This choice must be made on the basis of medical-ethical criteria that doctors can cope with, which are verifiable and which are understood and accepted by both the government and society.
The consequences of an ICU admission should not be taken lightly, especially elderly and vulnerable people experience a great decrease in quality of life after such an invasive process.
The question of whether an ICU admission is desirable, both from the point of view of the doctor, but especially also from the patients and his loved ones, seems to be completely ignored in the so-called triage discussion.
However this crucial 1st question: whether someone should be ventilated should always be preceded by the actual triage question: who should be ventilated?
Having learnt our lesson, we have set up a triage protocol that will serve as a clinical guideline when we are next faced with excessive demand on intensive care unit (ICU) capacity.1
In this way, we want to respond to the call of White et al, after the Mexican flu in 2009, for open discussion about the selection criteria and ethical considerations underlying such protocols.2 Only then can the necessary professional and social consensus be reached.3–5
Alongside that consensus, the directive must also provide professionals with the practical tools necessary to do their jobs. It must be useable in the workplace, under high pressure, where split-second decisions need to be made.2 6 7 But at least as important is that sufficient attention must also be paid to the fact that an ICU admission is by no means always the perfect solution. In fact, a (long term) need for mechanical ventilation and the challenging rehabilitation period that this entails can go against the will of the patient, because it is at odds with how that patient wishes to shape his own quality of life.
On the basis of experience gained in our hospitals during the COVID-19 pandemic, along with an extensive literature review, we propose a framework for dealing with a massive influx of patients in potentially life-threatening condition. We look at the challenges in the context of sufficient ICU capacity and in the context of scarcity. We have developed a model for both situations: the advance care planning (ACP) advice model and the multi-principle allocation model, respectively.

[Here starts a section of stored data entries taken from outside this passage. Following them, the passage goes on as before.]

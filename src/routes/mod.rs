pub mod auth;
pub mod health;
pub mod tasks;
pub mod users;

use actix_web::web;

pub fn config(cfg: &mut web::ServiceConfig) {
    cfg.service(web::scope("/auth").service(auth::login))
        .service(
            web::scope("/users")
                .service(users::list_users)
                .service(users::create_user)
                .service(users::get_user)
                .service(users::update_user)
                .service(users::delete_user),
        )
        .service(
            web::scope("/tasks")
                .service(tasks::list_tasks)
                .service(tasks::create_task)
                // `/user` must be registered before `/{id}`
                .service(tasks::get_user_tasks)
                .service(tasks::get_task)
                .service(tasks::update_task_status)
                .service(tasks::update_task)
                .service(tasks::delete_task),
        );
}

A choice: for the best or for the lesser of two evils?
There are two distinct questions to be answered: whether someone should be ventilated and who should be ventilated in the ICU. The question of whether someone should be ventilated is restricted to the individual patient, while the question of who should be ventilated is addressed more widely and assumes that a choice must be made between two patients.
The first question, whether it is in the interests of the patient to be ventilated, is rarely addressed in available literature about allocation of resources in times of (impending) scarcity. If addressed at all, it is often limited to the concept of futility (medically meaningless interventions).8 Which means that there has been a physician’s assessment that, for example, IC admission will not be successful because it will not lead to survival.9 However, deciding on the desirability of (invasive) medical treatments involves more than that. We believe it is also about the opposite question, namely, how harmful ICU care can be. This potential damage applies to patients who survive an ICU admission: a long recovery period awaits them as well as to the patients who eventually die: their deathbeds have been far from humane.10
In addition to futility, quality of life and death are therefore important concepts. What we argue for is that the question of whether it is in the interest of a patient to be ventilated is not only up to the clinicians but also to the patient. The physician must make a medical assessment and then discuss it fairly, only then can the patient decide whether an ICU admission is appropriate within his own concept of a good quality of life (or death). Moreover, this anticipatory strategy can ward off the need for the second question (who must be ventilated).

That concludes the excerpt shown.